誰も彼もが、そのシリーズ全部読んでいるとは限りませんし、一巻、二巻とナンバリングされているならばまだしも一応独立させているわけですから。
読んでいる途中に「好きだーーー!」と叫びたくなってしまいました。
誰に、とかでなくなんだか無性にwこんなに興奮できる作品は久しぶりでした。
皆さんの評を読むと、主に相馬家が理解できないとのことで、そこには私も同意です。何考えてんだ?としか。ただ、家族というのは本当にブラックボックスで他の人にはとうてい理解できないなんてままあることだし、栢野が一度だけ相馬の家族について批判したことで栢野はそこも含めて相馬を包もうとしているんだと思えたので、私的にはそこまで問題にはなりませんでした。
それよりも、そんな環境で健気に頑張り続けてきた相馬が愛おしかったです。
全体に相馬の内面がすごく濃かったなぁと思います。ページ数もそれなりに多かったとはいえ、それだけではない密度があってもっと長い物語を読んだような気がしました。

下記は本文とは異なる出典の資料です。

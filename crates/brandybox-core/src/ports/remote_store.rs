//! Remote store port (driven/secondary port)
//!
//! The interface the engine uses to reach the per-account file store.
//! Implementations own authentication and wire details; the engine sees
//! listings as [`RemoteItem`]s and content as streamed [`ByteReader`]s.
//!
//! ## Design Notes
//!
//! - Errors are classified into [`TransportError`] so the engine can tell
//!   a cycle-aborting failure from a retryable or skippable one.
//! - `delete` is idempotent: deleting an absent path succeeds.
//! - Stores that have no notion of directories keep the default
//!   `models_directories() == false`; directories are then implied by the
//!   paths of the files inside them.

use std::time::Duration;

use serde::{Deserialize, Serialize};
use thiserror::Error;
use tokio::io::AsyncRead;

use crate::domain::{ContentHash, EntryKind, RelativePath};

/// Streamed content passed across the port
pub type ByteReader = Box<dyn AsyncRead + Send + Unpin>;

/// Transport failure categories
#[derive(Debug, Clone, Error, PartialEq, Eq)]
pub enum TransportError {
    /// Credentials missing, expired or rejected (401/403)
    #[error("Unauthorized: {0}")]
    Unauthorized(String),

    /// The path does not exist on the server (404)
    #[error("Not found: {0}")]
    NotFound(String),

    /// The server asked us to slow down (429)
    #[error("Rate limited, retry after {retry_after:?}")]
    RateLimited {
        /// Server-supplied hint, if any
        retry_after: Option<Duration>,
    },

    /// Connection, DNS or timeout failure
    #[error("Network error: {0}")]
    Network(String),

    /// Server-side failure
    #[error("Server error ({status}): {message}")]
    Server { status: u16, message: String },

    /// The response could not be interpreted
    #[error("Invalid response: {0}")]
    InvalidResponse(String),
}

impl TransportError {
    /// Whether retrying the same request may succeed
    #[must_use]
    pub fn is_transient(&self) -> bool {
        match self {
            Self::RateLimited { .. } | Self::Network(_) => true,
            // 507: the account is out of storage, retrying will not help
            Self::Server { status, .. } => *status >= 500 && *status != 507,
            Self::Unauthorized(_) | Self::NotFound(_) | Self::InvalidResponse(_) => false,
        }
    }

    #[must_use]
    pub fn is_not_found(&self) -> bool {
        matches!(self, Self::NotFound(_))
    }

    /// Server-supplied backoff hint for rate limiting
    #[must_use]
    pub fn retry_after(&self) -> Option<Duration> {
        match self {
            Self::RateLimited { retry_after } => *retry_after,
            _ => None,
        }
    }
}

/// One item of the remote listing, as reported by the store
///
/// Paths are raw strings here; the snapshot collector validates them and
/// drops anything that is not a valid [`RelativePath`].
#[derive(Debug, Clone, PartialEq, Serialize, Deserialize)]
pub struct RemoteItem {
    pub path: String,
    pub kind: EntryKind,
    pub size: Option<u64>,
    /// Modification time in seconds since the Unix epoch
    pub modified: f64,
    pub hash: Option<ContentHash>,
}

/// What the store reports back after an upload
#[derive(Debug, Clone, Default, PartialEq)]
pub struct UploadReceipt {
    pub size: Option<u64>,
    pub hash: Option<ContentHash>,
    /// Modification time the store assigned to the new content
    pub modified: Option<f64>,
}

/// Remote file store operations
#[async_trait::async_trait]
pub trait IRemoteStore: Send + Sync {
    /// Lists every file (and directory, where modelled) of the account
    async fn list_remote(&self) -> Result<Vec<RemoteItem>, TransportError>;

    /// Uploads `size` bytes read from `reader` to `path`, replacing any
    /// existing content
    async fn upload(
        &self,
        path: &RelativePath,
        reader: ByteReader,
        size: u64,
    ) -> Result<UploadReceipt, TransportError>;

    /// Opens a streamed download of `path`
    ///
    /// Fails with [`TransportError::NotFound`] when the file is absent.
    async fn download(&self, path: &RelativePath) -> Result<ByteReader, TransportError>;

    /// Deletes `path`; an already-absent path is not an error
    async fn delete(&self, path: &RelativePath, kind: EntryKind) -> Result<(), TransportError>;

    /// Whether the store reports and stores directories explicitly
    fn models_directories(&self) -> bool {
        false
    }

    /// Creates a directory on stores that model them
    async fn create_directory(&self, _path: &RelativePath) -> Result<(), TransportError> {
        Ok(())
    }
}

表面上はいつも快活で幸せそうに見せている相馬の内側にあるものがゆっくり丁寧に描き出されていました。ずっと家族の中で役割を演じなければいけなかった相馬の緊張感と自分自身すら顧みなかった相馬の子供の部分が何とも健気で痛々しく、温めてあげたいけれど触ったら壊れそうな危うさで、本当は全力で守ってやりたいのに栢野が手を出すことをためらったのは立場からではなく相馬のそんなところを感じ取っていたからなんだろうなと思いました。
相馬を守りたい思いがだんだん抑えきれなくなっていく栢野も、出口をなくして限界に近づいていく相馬も、どちらの姿も切なくて。
ついに相馬が崩れるシーンは神と呼びたい。
栢野の守り方がすごく好きでした。
エンタテイメントか?と言われると「違うだろ」と思いますが、切なくていじらしくて、繊細でよかったと思います。相馬の人物設定のリアリティがすごくて、のめり込んで読んでしまいました。相馬だけでなく、登場人物の内面の掘り下げが半端なかったと思います。